I’m struggling to remember a time with more than that.
We’ve had spells of outright dominance by Merc, Red Bull, Ferrari, Mclaren and Williams in the last few decades, but more than three teams fighting at the front? I guess 2012 had RBR, Ferrari and Mclaren battling for the title, and 99 had Mclaren and Ferrari, with Jordan winning a few, but I can’t think of any that had a fourth team at the front.
It’s good to have some competition at the front of course, but this idea that things need to be more unpredictable / any team should be able to win doesn’t strike me as very ‘F1.’
2012. Mclaren, Ferrari, Mercedes, Red Bull, Williams, Lotus.
2013. Lotus, Red Bull, Ferrari, Mercedes, before Red Bull ended up dominating.
I hope the relative competition lasts season long, but they usually don't. One or two teams typically produce a significant upgrade the others can't replicate. It would be great if this were not the case this year though.
Williams, Lotus and Merc weren’t in the title fight those seasons though, and that Williams win was an outright fluke! Merc were the only one of those you could stretch to including in the latter season, they were just turning it on at one race type performances.
As said, I can’t recall any seasons in recent decades were more than three teams had a genuine shot at either title. It’s always tended to be one or two, with three an outlier. Even this year I don’t think I’d include RBR as a title challenger, but I guess we’ll see.

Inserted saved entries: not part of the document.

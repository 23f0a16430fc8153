//! Name to contract resolution cache.

use parking_lot::Mutex;
use std::collections::HashMap;
use std::sync::Arc;
use tracing::trace;

use super::Contract;
use crate::error::ContractError;

/// Caches parsed contracts by exact name.
///
/// Entries are immutable once inserted and never evicted. A single lock
/// guards lookup-or-insert, so the cache is safe to share between threads
/// behind an `Arc`.
#[derive(Debug, Default)]
pub struct ContractCache {
    entries: Mutex<HashMap<String, Arc<Contract>>>,
}

impl ContractCache {
    /// Creates an empty cache.
    #[must_use]
    pub fn new() -> Self {
        Self::default()
    }

    /// Returns the cached contract for `name`, parsing it on first use.
    ///
    /// Parse failures are not cached.
    pub fn resolve(&self, name: &str) -> Result<Arc<Contract>, ContractError> {
        let mut entries = self.entries.lock();
        if let Some(contract) = entries.get(name) {
            return Ok(Arc::clone(contract));
        }
        let contract = Arc::new(name.parse::<Contract>()?);
        trace!(contract = %name, "cached contract");
        entries.insert(name.to_string(), Arc::clone(&contract));
        Ok(contract)
    }

    /// Number of cached names.
    #[must_use]
    pub fn len(&self) -> usize {
        self.entries.lock().len()
    }

    /// True when nothing has been cached.
    #[must_use]
    pub fn is_empty(&self) -> bool {
        self.entries.lock().is_empty()
    }
}

#[cfg(test)]
mod tests {
    use super::*;
    use std::thread;

    #[test]
    fn test_resolve_caches_by_name() {
        let cache = ContractCache::new();
        let a = cache.resolve("BTC-27MAR20").unwrap();
        let b = cache.resolve("BTC-27MAR20").unwrap();
        assert!(Arc::ptr_eq(&a, &b));
        assert_eq!(cache.len(), 1);
    }

    #[test]
    fn test_resolve_error_not_cached() {
        let cache = ContractCache::new();
        assert!(cache.resolve("BTC-NOPE").is_err());
        assert!(cache.is_empty());
    }

    #[test]
    fn test_concurrent_resolve() {
        let cache = Arc::new(ContractCache::new());
        let handles: Vec<_> = (0..8)
            .map(|_| {
                let cache = Arc::clone(&cache);
                thread::spawn(move || cache.resolve("ETH-PERPETUAL").unwrap())
            })
            .collect();
        let first = cache.resolve("ETH-PERPETUAL").unwrap();
        for handle in handles {
            assert!(Arc::ptr_eq(&handle.join().unwrap(), &first));
        }
        assert_eq!(cache.len(), 1);
    }
}
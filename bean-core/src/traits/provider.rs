//! Historical market data source.

use chrono::{DateTime, Utc};

use crate::data::{OrderBookSeries, Transactions};
use crate::error::DataError;
use crate::types::Pair;

/// Supplies recorded order books and trades for a window.
///
/// Any backing store (time-series database, file, in-memory fixture) answers
/// the same query shape. Results are ascending in time; an empty result is
/// not an error.
pub trait HistoricalDataProvider {
    /// Snapshots with `start <= t <= end`, each cut to `depth` levels per side.
    fn order_book_series(
        &self,
        pair: Pair,
        start: DateTime<Utc>,
        end: DateTime<Utc>,
        depth: usize,
    ) -> Result<OrderBookSeries, DataError>;

    /// Public trades with `start <= t <= end`.
    fn transactions(
        &self,
        pair: Pair,
        start: DateTime<Utc>,
        end: DateTime<Utc>,
    ) -> Result<Transactions, DataError>;
}
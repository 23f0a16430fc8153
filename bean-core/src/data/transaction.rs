//! Executed trades and the transaction tape.

use chrono::{DateTime, Utc};
use serde::{Deserialize, Serialize};

use super::Maker;
use crate::types::Pair;

/// An executed trade.
#[derive(Debug, Clone, PartialEq, Serialize, Deserialize)]
pub struct Transaction {
    /// Traded pair
    pub pair: Pair,
    /// Execution price
    pub price: f64,
    /// Signed amount, positive when coin was bought
    pub amount: f64,
    /// Execution time
    pub timestamp: DateTime<Utc>,
    /// Side that provided liquidity
    pub maker: Maker,
    /// Venue or simulator trade id
    #[serde(default)]
    pub txn_id: String,
}

impl Transaction {
    /// Creates a transaction, deriving the maker side from the amount sign.
    #[must_use]
    pub fn new(
        pair: Pair,
        price: f64,
        amount: f64,
        timestamp: DateTime<Utc>,
        txn_id: impl Into<String>,
    ) -> Self {
        Self {
            pair,
            price,
            amount,
            timestamp,
            maker: Maker::from_amount(amount),
            txn_id: txn_id.into(),
        }
    }

    /// Absolute traded value in the quote coin.
    #[must_use]
    pub fn notional(&self) -> f64 {
        (self.price * self.amount).abs()
    }
}

/// A tape of transactions, kept in ascending time order by its producers.
///
/// Range queries assume the tape is sorted; call [`Transactions::sort`] after
/// concatenating tapes from different sources.
#[derive(Debug, Clone, Default, PartialEq, Serialize, Deserialize)]
#[serde(transparent)]
pub struct Transactions(Vec<Transaction>);

impl Transactions {
    /// Wraps a vector of transactions as-is.
    #[must_use]
    pub const fn new(txns: Vec<Transaction>) -> Self {
        Self(txns)
    }

    /// Appends a transaction.
    pub fn push(&mut self, txn: Transaction) {
        self.0.push(txn);
    }

    /// Appends every transaction of `other`.
    pub fn extend(&mut self, other: Self) {
        self.0.extend(other.0);
    }

    /// Stable sort by timestamp.
    pub fn sort(&mut self) {
        self.0.sort_by_key(|t| t.timestamp);
    }

    /// Returns the tape sorted by timestamp.
    #[must_use]
    pub fn sorted(mut self) -> Self {
        self.sort();
        self
    }

    /// True when the tape holds at least one transaction.
    #[must_use]
    pub fn is_valid(&self) -> bool {
        !self.0.is_empty()
    }

    /// Number of transactions.
    #[must_use]
    pub fn len(&self) -> usize {
        self.0.len()
    }

    /// True when the tape is empty.
    #[must_use]
    pub fn is_empty(&self) -> bool {
        self.0.is_empty()
    }

    /// Iterates in tape order.
    pub fn iter(&self) -> std::slice::Iter<'_, Transaction> {
        self.0.iter()
    }

    /// Transactions as a slice.
    #[must_use]
    pub fn as_slice(&self) -> &[Transaction] {
        &self.0
    }

    /// Transactions with `from < timestamp <= to`.
    #[must_use]
    pub fn between(&self, from: DateTime<Utc>, to: DateTime<Utc>) -> Self {
        let lo = self.0.partition_point(|t| t.timestamp <= from);
        let hi = self.0.partition_point(|t| t.timestamp <= to);
        Self(self.0.get(lo..hi).map(<[_]>::to_vec).unwrap_or_default())
    }

    /// Transactions with `timestamp <= t`.
    #[must_use]
    pub fn upto(&self, t: DateTime<Utc>) -> Self {
        let hi = self.0.partition_point(|x| x.timestamp <= t);
        Self(self.0[..hi].to_vec())
    }

    /// Transactions with `timestamp > t`.
    #[must_use]
    pub fn since(&self, t: DateTime<Utc>) -> Self {
        let lo = self.0.partition_point(|x| x.timestamp <= t);
        Self(self.0[lo..].to_vec())
    }

    /// Transactions for one pair.
    #[must_use]
    pub fn for_pair(&self, pair: Pair) -> Self {
        self.0.iter().filter(|t| t.pair == pair).cloned().collect()
    }

    /// How much of a resting limit order the tape would have filled.
    ///
    /// A resting buy (`amount > 0`) fills against prints strictly below
    /// `price`; a resting sell against prints strictly above it. The result
    /// carries the sign of `amount` and never exceeds it in magnitude.
    #[must_use]
    pub fn fill(&self, price: f64, amount: f64) -> f64 {
        let crossed: f64 = self
            .0
            .iter()
            .filter(|t| {
                if amount > 0.0 {
                    t.price < price
                } else {
                    t.price > price
                }
            })
            .map(|t| t.amount.abs())
            .sum();
        crossed.min(amount.abs()) * amount.signum()
    }

    /// Total traded amount, unsigned.
    #[must_use]
    pub fn volume(&self) -> f64 {
        self.0.iter().map(|t| t.amount.abs()).sum()
    }

    /// Volume-weighted average price; `NaN` for an empty tape.
    #[must_use]
    pub fn vwap(&self) -> f64 {
        let volume = self.volume();
        if volume > 0.0 {
            self.0.iter().map(Transaction::notional).sum::<f64>() / volume
        } else {
            f64::NAN
        }
    }

    /// First and last timestamps, if any.
    #[must_use]
    pub fn time_range(&self) -> Option<(DateTime<Utc>, DateTime<Utc>)> {
        Some((self.0.first()?.timestamp, self.0.last()?.timestamp))
    }
}

impl From<Vec<Transaction>> for Transactions {
    fn from(txns: Vec<Transaction>) -> Self {
        Self(txns)
    }
}

impl FromIterator<Transaction> for Transactions {
    fn from_iter<I: IntoIterator<Item = Transaction>>(iter: I) -> Self {
        Self(iter.into_iter().collect())
    }
}

impl IntoIterator for Transactions {
    type Item = Transaction;
    type IntoIter = std::vec::IntoIter<Transaction>;

    fn into_iter(self) -> Self::IntoIter {
        self.0.into_iter()
    }
}

impl<'a> IntoIterator for &'a Transactions {
    type Item = &'a Transaction;
    type IntoIter = std::slice::Iter<'a, Transaction>;

    fn into_iter(self) -> Self::IntoIter {
        self.0.iter()
    }
}

#[cfg(test)]
mod tests {
    use super::*;
    use crate::types::Coin;
    use chrono::TimeZone;

    fn create_time(secs: i64) -> DateTime<Utc> {
        Utc.timestamp_opt(1_600_000_000 + secs, 0).unwrap()
    }

    fn create_tape() -> Transactions {
        let pair = Pair::new(Coin::Btc, Coin::Usdt);
        Transactions::new(vec![
            Transaction::new(pair, 99.0, 0.5, create_time(0), "a"),
            Transaction::new(pair, 101.0, -1.0, create_time(10), "b"),
            Transaction::new(pair, 98.0, 2.0, create_time(20), "c"),
            Transaction::new(pair, 102.0, -0.25, create_time(30), "d"),
        ])
    }

    #[test]
    fn test_range_queries() {
        let tape = create_tape();
        assert_eq!(tape.between(create_time(0), create_time(20)).len(), 2);
        assert_eq!(tape.between(create_time(30), create_time(40)).len(), 0);
        assert_eq!(tape.upto(create_time(10)).len(), 2);
        assert_eq!(tape.since(create_time(10)).len(), 2);
        assert_eq!(tape.since(create_time(-1)).len(), 4);
    }

    #[test]
    fn test_fill_buy_crosses_lower_prints() {
        let tape = create_tape();
        // prints below 100: 0.5 @ 99 and 2.0 @ 98
        assert!((tape.fill(100.0, 1.0) - 1.0).abs() < 1e-12);
        assert!((tape.fill(100.0, 5.0) - 2.5).abs() < 1e-12);
        assert!(tape.fill(98.0, 1.0).abs() < 1e-12);
    }

    #[test]
    fn test_fill_sell_crosses_higher_prints() {
        let tape = create_tape();
        assert!((tape.fill(100.0, -5.0) + 1.25).abs() < 1e-12);
        assert!((tape.fill(101.5, -0.1) + 0.1).abs() < 1e-12);
        assert!(tape.fill(102.0, -1.0).abs() < 1e-12);
    }

    #[test]
    fn test_volume_and_vwap() {
        let tape = create_tape();
        assert!((tape.volume() - 3.75).abs() < 1e-12);
        let expected = (99.0 * 0.5 + 101.0 + 98.0 * 2.0 + 102.0 * 0.25) / 3.75;
        assert!((tape.vwap() - expected).abs() < 1e-12);
        assert!(Transactions::default().vwap().is_nan());
    }

    #[test]
    fn test_maker_from_sign() {
        let tape = create_tape();
        assert_eq!(tape.as_slice()[0].maker, Maker::Buyer);
        assert_eq!(tape.as_slice()[1].maker, Maker::Seller);
    }

    #[test]
    fn test_sort_and_validity() {
        let mut tape: Transactions = create_tape().into_iter().rev().collect();
        assert!(tape.is_valid());
        tape.sort();
        assert_eq!(tape.time_range(), Some((create_time(0), create_time(30))));
        assert!(!Transactions::default().is_valid());
    }
}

Ultimately, as you say, one or two teams just do a better job and move clear, that’s long been the way, and I don’t see how you keep the field artificially close together (though the field overall is far closer than it was 10/20 years ago) without becoming more like a spec series.
If Red Bull are included this year then you can have Lotus-Renault for sure in 2012 and 2013. More often than not it looked quicker than Ferrari, 2012 especially.
I think it's not just the number, 2 or 3 is normal enough as you say, but it's the prospect of one of them relies entirely on the PU and that no-one else is going to join them so we already know it will be the same for the next 2 seasons at least and Red Bull are reliant on either Renault or Honda or it will be Lewis and Seb again swapping wins.
It's just dull for anyone not attached to either, they've swapped having the best car for 9 seasons now and what will likely be 11 by the time 2021 comes around, it gets a little boring so any way that it can get livened up a bit, and team mates being the obvious way to do it, will be hoped for by most but I think everyone understands why it remains as it is at least.
It better to hope they get competitive team mates rather than hope they end up in Alonso's situation in cars too far away to compete. Having the best drivers at the sharp end is what most want after all.